_How to complete this task_
Given the listing that follows, report all lines in which the string "GatedStore" occurs.
[Given entries — start]
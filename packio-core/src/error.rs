use thiserror::Error;

pub type Result<T> = std::result::Result<T, PackError>;

#[derive(Error, Debug)]
pub enum PackError {
    #[error("configuration error: {0}")]
    Config(String),

    #[error("i/o error: {0}")]
    Io(#[from] std::io::Error),

    #[error("transport error: {0}")]
    Transport(String),

    #[error("content not found: {0}")]
    NotFound(String),

    #[error("repository error: {0}")]
    Repository(String),

    #[error("storage mode mismatch: {0}")]
    ModeMismatch(String),

    #[error("submission queue is closed")]
    QueueClosed,

    #[error("submission queue is full")]
    QueueFull,

    #[error("hash mismatch: expected {expected}, got {actual}")]
    HashMismatch { expected: String, actual: String },

    #[error("internal error: {0}")]
    Internal(String),
}

impl From<rusqlite::Error> for PackError {
    fn from(error: rusqlite::Error) -> Self {
        PackError::Repository(error.to_string())
    }
}

impl From<object_store::Error> for PackError {
    fn from(error: object_store::Error) -> Self {
        match error {
            object_store::Error::NotFound { path, .. } => PackError::NotFound(path),
            other => PackError::Transport(other.to_string()),
        }
    }
}
use crate::error::Result;
use crate::repository::{ContentRecord, ContentRepository};
use crate::storage::StorageLocation;
use async_trait::async_trait;
use rusqlite::{Connection, OptionalExtension, params};
use std::path::PathBuf;

/// SQLite-backed content repository.
pub struct SqliteRepository {
    db_path: PathBuf,
}

impl SqliteRepository {
    pub fn new(db_path: impl Into<PathBuf>) -> Result<Self> {
        let repository = Self {
            db_path: db_path.into(),
        };
        repository.init_schema()?;
        Ok(repository)
    }

    fn get_conn(&self) -> Result<Connection> {
        let conn = Connection::open(&self.db_path)?;
        Ok(conn)
    }

    fn init_schema(&self) -> Result<()> {
        let conn = self.get_conn()?;

        conn.execute(
            "CREATE TABLE IF NOT EXISTS contents (
                content_id TEXT PRIMARY KEY,
                location TEXT NOT NULL,
                length INTEGER NOT NULL,
                sha256 TEXT NOT NULL,
                created_at TEXT NOT NULL
            )",
            [],
        )?;

        Ok(())
    }
}

#[async_trait]
impl ContentRepository for SqliteRepository {
    async fn save(&self, record: &ContentRecord) -> Result<()> {
        let conn = self.get_conn()?;

        conn.execute(
            "INSERT OR REPLACE INTO contents (
                content_id, location, length, sha256, created_at
            ) VALUES (?1, ?2, ?3, ?4, ?5)",
            params![
                record.content_id,
                record.location.as_str(),
                record.length as i64,
                record.sha256,
                record.created_at.to_rfc3339(),
            ],
        )?;

        Ok(())
    }

    async fn get(&self, content_id: &str) -> Result<Option<ContentRecord>> {
        let conn = self.get_conn()?;

        let row: Option<(String, i64, String, String)> = conn
            .query_row(
                "SELECT location, length, sha256, created_at
                 FROM contents WHERE content_id = ?1",
                [content_id],
                |row| Ok((row.get(0)?, row.get(1)?, row.get(2)?, row.get(3)?)),
            )
            .optional()?;

        match row {
            Some((location, length, sha256, created_at)) => Ok(Some(ContentRecord {
                content_id: content_id.to_string(),
                location: StorageLocation::new(location),
                length: length as u64,
                sha256,
                created_at: chrono::DateTime::parse_from_rfc3339(&created_at)
                    .map_err(|e| rusqlite::Error::ToSqlConversionFailure(Box::new(e)))?
                    .with_timezone(&chrono::Utc),
            })),
            None => Ok(None),
        }
    }
}
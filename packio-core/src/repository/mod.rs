//! Content metadata records and their persistence.

pub mod sqlite;

use crate::Result;
use crate::storage::StorageLocation;
use async_trait::async_trait;
use chrono::{DateTime, Utc};
use serde::{Deserialize, Serialize};

pub use sqlite::SqliteRepository;

/// Metadata recorded for a stored publication.
///
/// Created once by a packaging worker after a successful store and never
/// mutated afterwards; removal belongs to an external retention process.
#[derive(Debug, Clone, Serialize, Deserialize)]
pub struct ContentRecord {
    pub content_id: String,
    pub location: StorageLocation,
    pub length: u64,
    pub sha256: String,
    pub created_at: DateTime<Utc>,
}

/// Persistence for content records, keyed by content id.
#[async_trait]
pub trait ContentRepository: Send + Sync {
    async fn save(&self, record: &ContentRecord) -> Result<()>;

    async fn get(&self, content_id: &str) -> Result<Option<ContentRecord>>;
}
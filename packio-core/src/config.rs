use serde::{Deserialize, Serialize};
use std::path::PathBuf;

/// Storage backend selection and per-backend settings.
///
/// Supplied by the bootstrap layer; the core never reads it from a global.
#[derive(Debug, Clone, Serialize, Deserialize)]
pub struct StorageConfig {
    pub mode: StorageMode,
    #[serde(default)]
    pub filesystem: Option<FileSystemConfig>,
    #[serde(default)]
    pub s3: Option<S3Config>,
}

#[derive(Debug, Clone, Copy, PartialEq, Eq, Serialize, Deserialize)]
#[serde(rename_all = "lowercase")]
pub enum StorageMode {
    Filesystem,
    S3,
}

impl StorageMode {
    pub fn as_str(&self) -> &'static str {
        match self {
            StorageMode::Filesystem => "filesystem",
            StorageMode::S3 => "s3",
        }
    }
}

#[derive(Debug, Clone, Serialize, Deserialize)]
pub struct FileSystemConfig {
    pub directory: PathBuf,
    pub public_base_url: String,
}

#[derive(Debug, Clone, Default, Serialize, Deserialize)]
pub struct S3Config {
    #[serde(default)]
    pub access_id: String,
    #[serde(default)]
    pub secret: String,
    #[serde(default)]
    pub token: Option<String>,
    #[serde(default)]
    pub endpoint: Option<String>,
    pub bucket: String,
    pub region: String,
    #[serde(default)]
    pub disable_ssl: bool,
    #[serde(default)]
    pub path_style: bool,
}
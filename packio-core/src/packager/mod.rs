//! Bounded worker pool turning packaging jobs into stored, recorded content.

pub mod source;

use crate::repository::{ContentRecord, ContentRepository};
use crate::storage::{PublicationStore, compute_hash};
use std::sync::Arc;
use tokio::sync::{Mutex, mpsc};
use tokio::task::JoinHandle;

pub use source::{JobSource, PackagingJob, PackagingTicket};

/// Number of jobs the incoming queue holds before submission blocks.
pub const DEFAULT_QUEUE_CAPACITY: usize = 64;

/// Bounded worker pool draining the packaging queue.
///
/// Each worker claims one job at a time, persists the payload through the
/// publication store, records the resulting metadata, and delivers the
/// outcome on the job's result channel. Failed jobs are never retried here;
/// retry policy belongs to the producer.
pub struct Packager {
    source: JobSource,
    workers: Vec<JoinHandle<()>>,
}

impl Packager {
    /// Spawn `workers` packaging workers over a queue with the default
    /// capacity.
    pub fn new(
        store: Arc<dyn PublicationStore>,
        repository: Arc<dyn ContentRepository>,
        workers: usize,
    ) -> Self {
        Self::with_queue_capacity(store, repository, workers, DEFAULT_QUEUE_CAPACITY)
    }

    /// Spawn `workers` packaging workers over a queue holding at most
    /// `queue_capacity` submitted jobs.
    pub fn with_queue_capacity(
        store: Arc<dyn PublicationStore>,
        repository: Arc<dyn ContentRepository>,
        workers: usize,
        queue_capacity: usize,
    ) -> Self {
        let (tx, rx) = mpsc::channel(queue_capacity.max(1));
        let source = JobSource::new(tx);
        let rx = Arc::new(Mutex::new(rx));

        let worker_count = workers.max(1);
        let mut handles = Vec::with_capacity(worker_count);
        for worker_id in 0..worker_count {
            let rx = rx.clone();
            let store = store.clone();
            let repository = repository.clone();
            handles.push(tokio::spawn(async move {
                worker_loop(worker_id, rx, store, repository).await;
            }));
        }

        Self {
            source,
            workers: handles,
        }
    }

    /// Submission handle for this packager's queue.
    pub fn source(&self) -> JobSource {
        self.source.clone()
    }

    pub fn worker_count(&self) -> usize {
        self.workers.len()
    }

    pub(crate) fn into_parts(self) -> (JobSource, Vec<JoinHandle<()>>) {
        (self.source, self.workers)
    }

    /// Stop the source and wait for the workers to drain the queue.
    pub async fn shutdown(self) {
        let (source, workers) = self.into_parts();
        source.stop();
        futures_util::future::join_all(workers).await;
    }
}

async fn worker_loop(
    worker_id: usize,
    rx: Arc<Mutex<mpsc::Receiver<PackagingJob>>>,
    store: Arc<dyn PublicationStore>,
    repository: Arc<dyn ContentRepository>,
) {
    loop {
        // Claim exactly one job; the lock is released before any storage I/O.
        let job = {
            let mut guard = rx.lock().await;
            guard.recv().await
        };

        let Some(job) = job else {
            tracing::debug!("Packaging worker {} idle, queue closed", worker_id);
            break;
        };

        let PackagingJob {
            content_id,
            payload,
            result_tx,
        } = job;

        let length = payload.len() as u64;
        let sha256 = compute_hash(&payload);

        let result = match store.add(&content_id, payload).await {
            Ok(location) => {
                let record = ContentRecord {
                    content_id: content_id.clone(),
                    location: location.clone(),
                    length,
                    sha256,
                    created_at: chrono::Utc::now(),
                };
                repository.save(&record).await.map(|_| location)
            }
            Err(error) => Err(error),
        };

        match &result {
            Ok(location) => {
                tracing::debug!("Worker {} packaged {} at {}", worker_id, content_id, location)
            }
            Err(error) => {
                tracing::warn!("Worker {} failed to package {}: {}", worker_id, content_id, error)
            }
        }

        // The producer may have dropped its ticket; nothing to deliver then.
        let _ = result_tx.send(result);
    }
}

#[cfg(test)]
mod tests {
    use super::*;
    use crate::error::{PackError, Result};
    use crate::repository::SqliteRepository;
    use crate::storage::{FileSystemStore, StorageLocation};
    use async_trait::async_trait;
    use bytes::Bytes;
    use std::time::Duration;
    use tokio::sync::Semaphore;

    struct NullRepository;

    #[async_trait]
    impl ContentRepository for NullRepository {
        async fn save(&self, _record: &ContentRecord) -> Result<()> {
            Ok(())
        }

        async fn get(&self, _content_id: &str) -> Result<Option<ContentRecord>> {
            Ok(None)
        }
    }

    struct FailingStore;

    #[async_trait]
    impl PublicationStore for FailingStore {
        async fn add(&self, _content_id: &str, _payload: Bytes) -> Result<StorageLocation> {
            Err(PackError::Transport("bucket unreachable".to_string()))
        }

        async fn get(&self, content_id: &str) -> Result<Bytes> {
            Err(PackError::NotFound(content_id.to_string()))
        }

        async fn delete(&self, _content_id: &str) -> Result<()> {
            Ok(())
        }
    }

    /// Store that parks every `add` until a permit is released; used to keep
    /// a worker busy at a known point.
    struct GatedStore {
        started: mpsc::UnboundedSender<()>,
        gate: Arc<Semaphore>,
    }

    #[async_trait]
    impl PublicationStore for GatedStore {
        async fn add(&self, content_id: &str, _payload: Bytes) -> Result<StorageLocation> {
            let _ = self.started.send(());
            let permit = self
                .gate
                .acquire()
                .await
                .map_err(|_| PackError::Internal("gate closed".to_string()))?;
            permit.forget();
            Ok(StorageLocation::new(format!("gated://{}", content_id)))
        }

        async fn get(&self, content_id: &str) -> Result<Bytes> {
            Err(PackError::NotFound(content_id.to_string()))
        }

        async fn delete(&self, _content_id: &str) -> Result<()> {
            Ok(())
        }
    }

    #[tokio::test]
    async fn test_more_jobs_than_workers_all_resolve() {
        let temp_dir = tempfile::tempdir().unwrap();
        let store = Arc::new(FileSystemStore::new(
            temp_dir.path(),
            "https://cdn.example.com/files",
        ));
        let repository =
            Arc::new(SqliteRepository::new(temp_dir.path().join("contents.sqlite")).unwrap());

        let packager = Packager::new(store, repository.clone(), 2);
        let source = packager.source();

        let mut tickets = Vec::new();
        for index in 0..6 {
            let content_id = format!("pub-{}", index);
            let payload = Bytes::from(format!("payload {}", index));
            tickets.push((content_id.clone(), source.submit(content_id, payload).await.unwrap()));
        }

        for (content_id, ticket) in tickets {
            let location = ticket.wait().await.unwrap();
            assert_eq!(
                location.as_str(),
                format!("https://cdn.example.com/files/{}", content_id)
            );

            let record = repository.get(&content_id).await.unwrap().unwrap();
            assert_eq!(record.location, location);
        }

        packager.shutdown().await;
    }

    #[tokio::test]
    async fn test_store_failure_is_delivered_not_recorded() {
        let temp_dir = tempfile::tempdir().unwrap();
        let repository =
            Arc::new(SqliteRepository::new(temp_dir.path().join("contents.sqlite")).unwrap());

        let packager = Packager::new(Arc::new(FailingStore), repository.clone(), 1);
        let source = packager.source();

        let ticket = source.submit("pub-1", Bytes::from("payload")).await.unwrap();
        let result = ticket.wait().await;
        assert!(matches!(result, Err(PackError::Transport(_))));

        assert!(repository.get("pub-1").await.unwrap().is_none());
        packager.shutdown().await;
    }

    #[tokio::test]
    async fn test_full_queue_blocks_submission() {
        let (started_tx, mut started_rx) = mpsc::unbounded_channel();
        let gate = Arc::new(Semaphore::new(0));
        let store = Arc::new(GatedStore {
            started: started_tx,
            gate: gate.clone(),
        });

        let packager = Packager::with_queue_capacity(store, Arc::new(NullRepository), 1, 1);
        let source = packager.source();

        // First job is claimed by the only worker and parks in the store.
        let first = source.submit("pub-1", Bytes::from("a")).await.unwrap();
        started_rx.recv().await.unwrap();

        // Second job occupies the single queue slot.
        let second = source.submit("pub-2", Bytes::from("b")).await.unwrap();

        // Queue is now full for non-blocking submission.
        let rejected = source.try_submit("pub-3", Bytes::from("c"));
        assert!(matches!(rejected, Err(PackError::QueueFull)));

        // A blocking submission waits instead of failing.
        let blocked_source = source.clone();
        let mut blocked = tokio::spawn(async move {
            blocked_source
                .submit("pub-4", Bytes::from("d"))
                .await
                .unwrap()
                .wait()
                .await
        });
        let not_yet = tokio::time::timeout(Duration::from_millis(50), &mut blocked).await;
        assert!(not_yet.is_err());

        // Release the workers; every job completes exactly once.
        gate.add_permits(3);
        first.wait().await.unwrap();
        second.wait().await.unwrap();
        blocked.await.unwrap().unwrap();

        packager.shutdown().await;
    }

    #[tokio::test]
    async fn test_jobs_queued_before_stop_still_complete() {
        let temp_dir = tempfile::tempdir().unwrap();
        let store = Arc::new(FileSystemStore::new(
            temp_dir.path(),
            "https://cdn.example.com/files",
        ));

        let packager = Packager::new(store, Arc::new(NullRepository), 1);
        let source = packager.source();

        let first = source.submit("pub-1", Bytes::from("a")).await.unwrap();
        let second = source.submit("pub-2", Bytes::from("b")).await.unwrap();
        source.stop();

        assert!(matches!(
            source.submit("pub-3", Bytes::from("c")).await,
            Err(PackError::QueueClosed)
        ));

        first.wait().await.unwrap();
        second.wait().await.unwrap();
        packager.shutdown().await;
    }

    #[tokio::test]
    async fn test_worker_count_is_clamped() {
        let temp_dir = tempfile::tempdir().unwrap();
        let store = Arc::new(FileSystemStore::new(
            temp_dir.path(),
            "https://cdn.example.com/files",
        ));

        let packager = Packager::new(store, Arc::new(NullRepository), 0);
        assert_eq!(packager.worker_count(), 1);
        packager.shutdown().await;
    }
}
pub mod finalize_publication;

pub use finalize_publication::{
    FinalizePublicationRequest, FinalizePublicationResult, finalize_publication,
};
[Given entries — finish]
_Reply_
    struct GatedStore {
    impl PublicationStore for GatedStore {
        let store = Arc::new(GatedStore {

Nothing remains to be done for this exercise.